[[ Information, beginning ]]

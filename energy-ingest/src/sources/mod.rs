pub mod energy;
pub mod weather;

pub use energy::{EiaEnergySource, EnergyEndpoint, HourlyDemandEndpoint, MonthlyRetailEndpoint};
pub use weather::NoaaWeatherSource;

use std::sync::Arc;

use energy_domain::{CityProfile, DateWindow};
use serde::de::DeserializeOwned;
use tracing::Instrument;

use crate::{
    config::HttpConfig,
    retry::{FetchError, Pacer, RetryOutcome, RetryPolicy},
};

/// One response page.
#[derive(Debug, Clone, PartialEq)]
pub struct Page<R> {
    pub rows: Vec<R>,
    /// Raw rows the server returned on this page, before any row was excluded.
    /// The next page starts this many rows further on.
    pub fetched: usize,
    /// Total rows the server reports for the whole query, if it reports one.
    pub total: Option<usize>,
}

impl<R> Page<R> {
    /// A page that is the whole answer.
    pub fn complete(rows: Vec<R>) -> Self {
        Self {
            fetched: rows.len(),
            rows,
            total: None,
        }
    }

    fn has_more(&self, offset: usize) -> bool {
        self.fetched > 0 && self.total.is_some_and(|total| offset < total)
    }
}

/// One remote data source, queried per city.
///
/// `fetch_page` performs exactly one request starting `offset` rows into the
/// result set; paging, retry and pacing are layered on by [`RetryingSource`].
/// Rows from every page are handed to `assemble` together, so records that
/// straddle a page boundary are built from both halves.
#[async_trait::async_trait]
pub trait Source<T>: Send + Sync {
    type Row: Send;

    fn name(&self) -> &'static str;

    async fn fetch_page(
        &self,
        city: &CityProfile,
        window: &DateWindow,
        offset: usize,
    ) -> Result<Page<Self::Row>, FetchError>;

    fn assemble(&self, city: &CityProfile, rows: Vec<Self::Row>) -> Vec<T>;
}

/// Composes a [`Source`] with a retry policy and the shared request pacer.
pub struct RetryingSource<S> {
    inner: S,
    policy: RetryPolicy,
    pacer: Arc<Pacer>,
}

impl<S> RetryingSource<S> {
    pub fn new(inner: S, policy: RetryPolicy, pacer: Arc<Pacer>) -> Self {
        Self { inner, policy, pacer }
    }

    pub fn inner(&self) -> &S {
        &self.inner
    }

    /// Fetches every page for `city` over `window`.
    ///
    /// Each page waits on the pacer and runs its own retry sequence. A page
    /// that still fails degrades the whole fetch; rows from earlier pages are
    /// discarded rather than reported as a complete window. `attempts` counts
    /// requests across all pages.
    pub async fn fetch<T>(&self, city: &CityProfile, window: &DateWindow) -> RetryOutcome<Vec<T>>
    where
        S: Source<T>,
    {
        let source = self.inner.name();
        let span = tracing::info_span!("fetch", city = %city.name, source);

        async move {
            let mut rows: Vec<<S as Source<T>>::Row> = Vec::new();
            let mut offset = 0usize;
            let mut attempts = 0u32;
            let mut pages = 0u32;

            let outcome = loop {
                match self.fetch_page_with_retry::<T>(city, window, offset).await {
                    RetryOutcome::Success { value: page, attempts: n } => {
                        attempts += n;
                        pages += 1;
                        offset += page.fetched;
                        let more = page.has_more(offset);
                        if let Some(total) = page.total.filter(|t| offset < *t && !more) {
                            tracing::warn!(offset, total, "source returned an empty page before its reported total");
                        }
                        rows.extend(page.rows);
                        if more {
                            tracing::debug!(pages, offset, total = ?page.total, "fetching next page");
                            continue;
                        }
                        break RetryOutcome::Success {
                            value: self.inner.assemble(city, rows),
                            attempts,
                        };
                    }
                    RetryOutcome::Exhausted { attempts: n, last_error } => {
                        break RetryOutcome::Exhausted {
                            attempts: attempts + n,
                            last_error,
                        };
                    }
                    RetryOutcome::Aborted { attempts: n, error } => {
                        break RetryOutcome::Aborted {
                            attempts: attempts + n,
                            error,
                        };
                    }
                }
            };

            match &outcome {
                RetryOutcome::Success { value, attempts } => {
                    metrics::counter!("records_fetched_total", "source" => source)
                        .increment(value.len() as u64);
                    if value.is_empty() {
                        tracing::warn!(attempts, pages, "source returned no records");
                    } else {
                        tracing::info!(records = value.len(), attempts, pages, "fetched records");
                    }
                }
                _ => {
                    if pages > 0 {
                        tracing::error!(pages, offset, "page fetch failed, discarding earlier pages");
                    }
                    metrics::counter!("fetch_failures_total", "source" => source).increment(1);
                }
            }
            outcome
        }
        .instrument(span)
        .await
    }

    async fn fetch_page_with_retry<T>(
        &self,
        city: &CityProfile,
        window: &DateWindow,
        offset: usize,
    ) -> RetryOutcome<Page<<S as Source<T>>::Row>>
    where
        S: Source<T>,
    {
        let source = self.inner.name();
        let inner = &self.inner;
        let pacer = self.pacer.as_ref();

        self.policy
            .execute(|| async move {
                pacer.wait().await;
                metrics::counter!("fetch_attempts_total", "source" => source).increment(1);
                let res = inner.fetch_page(city, window, offset).await;
                if matches!(res, Err(FetchError::RateLimited)) {
                    metrics::counter!("fetch_rate_limited_total", "source" => source).increment(1);
                }
                res
            })
            .await
    }
}

impl From<reqwest::Error> for FetchError {
    fn from(e: reqwest::Error) -> Self {
        if e.is_timeout() {
            FetchError::Timeout
        } else if let Some(status) = e.status() {
            FetchError::from_status(status.as_u16())
        } else if e.is_decode() || e.is_builder() {
            FetchError::Malformed(e.to_string())
        } else {
            FetchError::Connect(e.to_string())
        }
    }
}

/// Shared client for both APIs. Every request carries the configured timeout.
pub fn http_client(cfg: &HttpConfig) -> Result<reqwest::Client, reqwest::Error> {
    reqwest::Client::builder()
        .timeout(cfg.request_timeout())
        .user_agent(concat!("energy-ingest/", env!("CARGO_PKG_VERSION")))
        .build()
}

/// Sends a request and decodes a JSON body, mapping every failure onto the
/// retry taxonomy.
pub(crate) async fn get_json<T: DeserializeOwned>(req: reqwest::RequestBuilder) -> Result<T, FetchError> {
    let response = req.send().await?;
    let status = response.status();
    if !status.is_success() {
        return Err(FetchError::from_status(status.as_u16()));
    }
    let body = response.text().await?;
    serde_json::from_str(&body).map_err(|e| FetchError::Malformed(e.to_string()))
}

/// Binds `app` to an ephemeral local port for client tests.
#[cfg(test)]
pub(crate) async fn serve_mock(app: axum::Router) -> std::net::SocketAddr {
    let listener = tokio::net::TcpListener::bind("127.0.0.1:0").await.unwrap();
    let addr = listener.local_addr().unwrap();
    tokio::spawn(async move {
        let _ = axum::serve(listener, app).await;
    });
    addr
}

#[cfg(test)]
mod tests {
    use super::*;
    use energy_domain::EnergyRoute;
    use std::{
        sync::atomic::{AtomicU32, Ordering},
        time::Duration,
    };
    use time::macros::date;

    struct Flaky {
        calls: AtomicU32,
        fail_first: u32,
        error: FetchError,
    }

    #[async_trait::async_trait]
    impl Source<u32> for Flaky {
        type Row = u32;

        fn name(&self) -> &'static str {
            "flaky"
        }

        async fn fetch_page(&self, _: &CityProfile, _: &DateWindow, _: usize) -> Result<Page<u32>, FetchError> {
            let n = self.calls.fetch_add(1, Ordering::SeqCst) + 1;
            if n <= self.fail_first {
                Err(self.error.clone())
            } else {
                Ok(Page::complete(vec![n]))
            }
        }

        fn assemble(&self, _: &CityProfile, rows: Vec<u32>) -> Vec<u32> {
            rows
        }
    }

    /// Serves `0..total` in pages of `page_size`, failing every request that
    /// starts at `fail_at`. Assembly sums adjacent pairs, so rows from two
    /// pages must meet before they are combined.
    struct Paged {
        total: usize,
        page_size: usize,
        fail_at: Option<usize>,
        short_at: Option<usize>,
        requests: AtomicU32,
    }

    #[async_trait::async_trait]
    impl Source<u64> for Paged {
        type Row = u64;

        fn name(&self) -> &'static str {
            "paged"
        }

        async fn fetch_page(&self, _: &CityProfile, _: &DateWindow, offset: usize) -> Result<Page<u64>, FetchError> {
            self.requests.fetch_add(1, Ordering::SeqCst);
            if self.fail_at == Some(offset) {
                return Err(FetchError::Server(503));
            }
            let end = if self.short_at == Some(offset) {
                offset
            } else {
                (offset + self.page_size).min(self.total)
            };
            let rows: Vec<u64> = (offset..end).map(|v| v as u64).collect();
            Ok(Page {
                fetched: rows.len(),
                rows,
                total: Some(self.total),
            })
        }

        fn assemble(&self, _: &CityProfile, rows: Vec<u64>) -> Vec<u64> {
            rows.chunks(2).map(|pair| pair.iter().sum()).collect()
        }
    }

    fn city() -> CityProfile {
        CityProfile {
            name: "Denver".to_string(),
            noaa_station_id: "GHCND:USW00003017".to_string(),
            eia_region: "PSCO".to_string(),
            latitude: 39.74,
            longitude: -104.99,
            energy_route: EnergyRoute::Hourly,
        }
    }

    fn wrap<S>(inner: S) -> RetryingSource<S> {
        RetryingSource::new(inner, RetryPolicy::default(), Arc::new(Pacer::new(Duration::from_millis(200))))
    }

    fn retrying(fail_first: u32, error: FetchError) -> RetryingSource<Flaky> {
        wrap(Flaky {
            calls: AtomicU32::new(0),
            fail_first,
            error,
        })
    }

    fn paged(total: usize, page_size: usize) -> Paged {
        Paged {
            total,
            page_size,
            fail_at: None,
            short_at: None,
            requests: AtomicU32::new(0),
        }
    }

    fn window() -> DateWindow {
        DateWindow::single(date!(2025 - 01 - 10))
    }

    #[tokio::test(start_paused = true)]
    async fn retrying_source_recovers_from_transient_failures() {
        let src = retrying(2, FetchError::Timeout);
        let outcome = src.fetch(&city(), &window()).await;
        assert_eq!(outcome.attempts(), 3);
        assert_eq!(outcome.into_option(), Some(vec![3]));
    }

    #[tokio::test(start_paused = true)]
    async fn retrying_source_degrades_to_empty_on_auth_failure() {
        let src = retrying(10, FetchError::Unauthorized(401));
        let outcome = src.fetch(&city(), &window()).await;
        assert_eq!(outcome.attempts(), 1);
        assert_eq!(src.inner().calls.load(Ordering::SeqCst), 1);
        assert!(outcome.into_value_or_default().is_empty());
    }

    #[tokio::test(start_paused = true)]
    async fn follows_pages_until_reported_total() {
        let src = wrap(paged(7, 3));
        let started = tokio::time::Instant::now();

        let outcome = src.fetch(&city(), &window()).await;

        assert_eq!(src.inner().requests.load(Ordering::SeqCst), 3);
        assert_eq!(outcome.attempts(), 3);
        // 0+1, 2+3 (across the first page boundary), 4+5, 6.
        assert_eq!(outcome.into_option(), Some(vec![1, 5, 9, 6]));
        // Every page waits on the pacer.
        assert_eq!(started.elapsed(), Duration::from_millis(400));
    }

    #[tokio::test(start_paused = true)]
    async fn later_page_failure_degrades_whole_fetch() {
        let src = wrap(Paged {
            fail_at: Some(3),
            ..paged(7, 3)
        });

        let outcome = src.fetch(&city(), &window()).await;

        assert!(matches!(
            outcome,
            RetryOutcome::Exhausted {
                attempts: 6,
                last_error: FetchError::Server(503)
            }
        ));
        assert!(outcome.into_value_or_default().is_empty());
    }

    #[tokio::test(start_paused = true)]
    async fn empty_page_before_total_stops_paging() {
        let src = wrap(Paged {
            short_at: Some(3),
            ..paged(7, 3)
        });

        let outcome = src.fetch(&city(), &window()).await;

        assert_eq!(src.inner().requests.load(Ordering::SeqCst), 2);
        assert_eq!(outcome.into_option(), Some(vec![1, 2]));
    }
}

[[ Information, end ]]

• [What you need to do]
Lines from the top of the entries through the line with "set; paging, retry" are to be transcribed exactly, and nothing more.

• [Answer section]
filename energy-ingest/src/sources/mod.rs
pub mod energy;
pub mod weather;

pub use energy::{EiaEnergySource, EnergyEndpoint, HourlyDemandEndpoint, MonthlyRetailEndpoint};
pub use weather::NoaaWeatherSource;

use std::sync::Arc;

use energy_domain::{CityProfile, DateWindow};
use serde::de::DeserializeOwned;
use tracing::Instrument;

use crate::{
    config::HttpConfig,
    retry::{FetchError, Pacer, RetryOutcome, RetryPolicy},
};

/// One response page.
#[derive(Debug, Clone, PartialEq)]
pub struct Page<R> {
    pub rows: Vec<R>,
    /// Raw rows the server returned on this page, before any row was excluded.
    /// The next page starts this many rows further on.
    pub fetched: usize,
    /// Total rows the server reports for the whole query, if it reports one.
    pub total: Option<usize>,
}

impl<R> Page<R> {
    /// A page that is the whole answer.
    pub fn complete(rows: Vec<R>) -> Self {
        Self {
            fetched: rows.len(),
            rows,
            total: None,
        }
    }

    fn has_more(&self, offset: usize) -> bool {
        self.fetched > 0 && self.total.is_some_and(|total| offset < total)
    }
}

/// One remote data source, queried per city.
///
/// `fetch_page` performs exactly one request starting `offset` rows into the
/// result set; paging, retry and pacing are layered on by [`RetryingSource`].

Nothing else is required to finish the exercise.